> [ABOUT THIS TASK]: The result should be every line in the data below that carries the string "slot".

> [DATA SUPPLIED]:
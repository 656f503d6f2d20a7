//! Card network classification using prefix matching.
//!
//! The prefix table below is the contract: patterns overlap, so they are tried
//! in a fixed order and the first match wins. Length and checksum play no part,
//! which means partial input can already be classified while it is typed.

use crate::normalize::NormalizedDigits;
use std::fmt;
use std::str::FromStr;

/// Card networks recognised by the classifier.
#[derive(Debug, Clone, Copy, PartialEq, Eq, Hash)]
#[cfg_attr(feature = "serde", derive(serde::Serialize, serde::Deserialize))]
pub enum CardNetwork {
    /// Visa - prefix 4
    Visa,
    /// Mastercard - prefix 51-55, 22-27
    Mastercard,
    /// American Express - prefix 34, 37
    AmericanExpress,
    /// Discover - prefix 6011, 65
    Discover,
    /// JCB - prefix 35
    #[cfg_attr(feature = "serde", serde(rename = "JCB"))]
    Jcb,
    /// Diners Club - prefix 300-305, 36, 38
    DinersClub,
    /// No prefix rule matched.
    Unknown,
}

impl CardNetwork {
    /// Every network, in classification precedence order.
    pub const ALL: [CardNetwork; 7] = [
        Self::Visa,
        Self::Mastercard,
        Self::AmericanExpress,
        Self::Discover,
        Self::Jcb,
        Self::DinersClub,
        Self::Unknown,
    ];

    /// Stable identifier used on the wire and in `Display`.
    #[inline]
    pub const fn id(&self) -> &'static str {
        match self {
            Self::Visa => "Visa",
            Self::Mastercard => "Mastercard",
            Self::AmericanExpress => "AmericanExpress",
            Self::Discover => "Discover",
            Self::Jcb => "JCB",
            Self::DinersClub => "DinersClub",
            Self::Unknown => "Unknown",
        }
    }

    /// Human-readable name.
    #[inline]
    pub const fn name(&self) -> &'static str {
        match self {
            Self::Visa => "Visa",
            Self::Mastercard => "Mastercard",
            Self::AmericanExpress => "American Express",
            Self::Discover => "Discover",
            Self::Jcb => "JCB",
            Self::DinersClub => "Diners Club",
            Self::Unknown => "Unknown",
        }
    }
}

impl fmt::Display for CardNetwork {
    fn fmt(&self, f: &mut fmt::Formatter<'_>) -> fmt::Result {
        f.write_str(self.id())
    }
}

/// Error returned when parsing an unrecognised network name.
#[derive(Debug, Clone, PartialEq, Eq, thiserror::Error)]
#[error("unknown card network: {0}")]
pub struct ParseNetworkError(pub String);

impl FromStr for CardNetwork {
    type Err = ParseNetworkError;

    /// Accepts the wire identifier, the display name, and common short forms,
    /// case-insensitively.
    fn from_str(s: &str) -> Result<Self, Self::Err> {
        match s.trim().to_lowercase().as_str() {
            "visa" => Ok(Self::Visa),
            "mastercard" | "mc" => Ok(Self::Mastercard),
            "americanexpress" | "american express" | "amex" => Ok(Self::AmericanExpress),
            "discover" => Ok(Self::Discover),
            "jcb" => Ok(Self::Jcb),
            "dinersclub" | "diners club" | "diners" => Ok(Self::DinersClub),
            "unknown" => Ok(Self::Unknown),
            _ => Err(ParseNetworkError(s.to_string())),
        }
    }
}

/// Classifies normalized digits.
///
/// # Example
///
/// ```
/// use cardcheck::network::{classify, CardNetwork};
/// use cardcheck::normalize::normalize;
///
/// assert_eq!(classify(&normalize("4111 1111 1111 1111")), CardNetwork::Visa);
/// assert_eq!(classify(&normalize("3714")), CardNetwork::AmericanExpress);
/// assert_eq!(classify(&normalize("")), CardNetwork::Unknown);
/// ```
#[inline]
pub fn classify(digits: &NormalizedDigits) -> CardNetwork {
    // No rule looks past the fourth digit
    let ascii = digits.as_bytes();
    let mut prefix = [0u8; 4];
    for (slot, b) in prefix.iter_mut().zip(ascii) {
        *slot = b - b'0';
    }
    classify_digits(&prefix[..ascii.len().min(prefix.len())])
}

/// Classifies a slice of digit values (0-9).
#[inline]
pub fn classify_digits(digits: &[u8]) -> CardNetwork {
    match digits {
        [4, ..] => CardNetwork::Visa,

        [5, 1..=5, ..] | [2, 2..=7, ..] => CardNetwork::Mastercard,

        [3, 4 | 7, ..] => CardNetwork::AmericanExpress,

        [6, 0, 1, 1, ..] | [6, 5, ..] => CardNetwork::Discover,

        [3, 5, ..] => CardNetwork::Jcb,

        [3, 0, 0..=5, ..] | [3, 6 | 8, ..] => CardNetwork::DinersClub,

        _ => CardNetwork::Unknown,
    }
}

/// Returns true if the digits start with an American Express prefix (34 or 37).
///
/// The formatter keys its 4-6-5 grouping off this.
#[inline]
pub fn has_amex_prefix(digits: &[u8]) -> bool {
    matches!(digits, [3, 4 | 7, ..])
}

#[cfg(test)]
mod tests {
    use super::*;
    use crate::normalize::normalize;

    fn net(s: &str) -> CardNetwork {
        classify(&normalize(s))
    }

    #[test]
    fn test_visa_detection() {
        assert_eq!(net("4111111111111111"), CardNetwork::Visa);
        assert_eq!(net("4222222222222"), CardNetwork::Visa);
        assert_eq!(net("4"), CardNetwork::Visa);
    }

    #[test]
    fn test_mastercard_detection() {
        for prefix in ["51", "52", "53", "54", "55", "22", "23", "24", "25", "26", "27"] {
            assert_eq!(net(prefix), CardNetwork::Mastercard, "prefix {}", prefix);
        }
        assert_eq!(net("50"), CardNetwork::Unknown);
        assert_eq!(net("56"), CardNetwork::Unknown);
        assert_eq!(net("21"), CardNetwork::Unknown);
        assert_eq!(net("28"), CardNetwork::Unknown);
    }

    #[test]
    fn test_amex_detection() {
        assert_eq!(net("340000000000009"), CardNetwork::AmericanExpress);
        assert_eq!(net("371449635398431"), CardNetwork::AmericanExpress);
    }

    #[test]
    fn test_discover_detection() {
        assert_eq!(net("6011111111111117"), CardNetwork::Discover);
        assert_eq!(net("6011000000000000"), CardNetwork::Discover);
        assert_eq!(net("6500000000000000"), CardNetwork::Discover);
        // 644-649 is not in the table
        assert_eq!(net("6445644564456445"), CardNetwork::Unknown);
        assert_eq!(net("6012"), CardNetwork::Unknown);
        assert_eq!(net("601"), CardNetwork::Unknown);
    }

    #[test]
    fn test_jcb_detection() {
        assert_eq!(net("3530111333300000"), CardNetwork::Jcb);
        // Any 35 prefix, not only 3528-3589
        assert_eq!(net("3500"), CardNetwork::Jcb);
    }

    #[test]
    fn test_diners_club_detection() {
        for prefix in ["300", "301", "302", "303", "304", "305", "36", "38"] {
            assert_eq!(net(prefix), CardNetwork::DinersClub, "prefix {}", prefix);
        }
        assert_eq!(net("306"), CardNetwork::Unknown);
        assert_eq!(net("309"), CardNetwork::Unknown);
        assert_eq!(net("30"), CardNetwork::Unknown);
        assert_eq!(net("39"), CardNetwork::Unknown);
    }

    #[test]
    fn test_unknown() {
        assert_eq!(net(""), CardNetwork::Unknown);
        assert_eq!(net("0000000000000000"), CardNetwork::Unknown);
        assert_eq!(net("1234567890123456"), CardNetwork::Unknown);
        assert_eq!(net("9"), CardNetwork::Unknown);
        assert_eq!(net("3"), CardNetwork::Unknown);
        assert_eq!(net("6"), CardNetwork::Unknown);
    }

    #[test]
    fn test_amex_prefix() {
        assert!(has_amex_prefix(&[3, 4]));
        assert!(has_amex_prefix(&[3, 7, 1]));
        assert!(!has_amex_prefix(&[3]));
        assert!(!has_amex_prefix(&[3, 5]));
    }

    #[test]
    fn test_ids_and_parse() {
        for network in CardNetwork::ALL {
            assert_eq!(network.id().parse::<CardNetwork>(), Ok(network));
            assert_eq!(network.name().parse::<CardNetwork>(), Ok(network));
        }
        assert_eq!("amex".parse::<CardNetwork>(), Ok(CardNetwork::AmericanExpress));
        assert!("maestro".parse::<CardNetwork>().is_err());
        assert_eq!(CardNetwork::Jcb.to_string(), "JCB");
    }

    #[cfg(feature = "serde")]
    #[test]
    fn test_serde_names() {
        assert_eq!(serde_json::to_string(&CardNetwork::Jcb).unwrap(), "\"JCB\"");
        assert_eq!(
            serde_json::to_string(&CardNetwork::AmericanExpress).unwrap(),
            "\"AmericanExpress\""
        );
    }

    #[test]
    fn test_classify_short_and_long_input() {
        for input in ["", "3", "30", "305", "6011", "601", "65", "2720", "4111111111111111111"] {
            let digits = normalize(input);
            assert_eq!(classify(&digits), classify_digits(&digits.values()), "{:?}", input);
        }
        assert_eq!(classify(&normalize("601")), CardNetwork::Unknown);
        assert_eq!(classify(&normalize("6011")), CardNetwork::Discover);
        assert_eq!(classify(&normalize("305")), CardNetwork::DinersClub);
    }
}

> [PROBLEM SOLUTION]:
    for (slot, b) in prefix.iter_mut().zip(ascii) {
        *slot = b - b'0';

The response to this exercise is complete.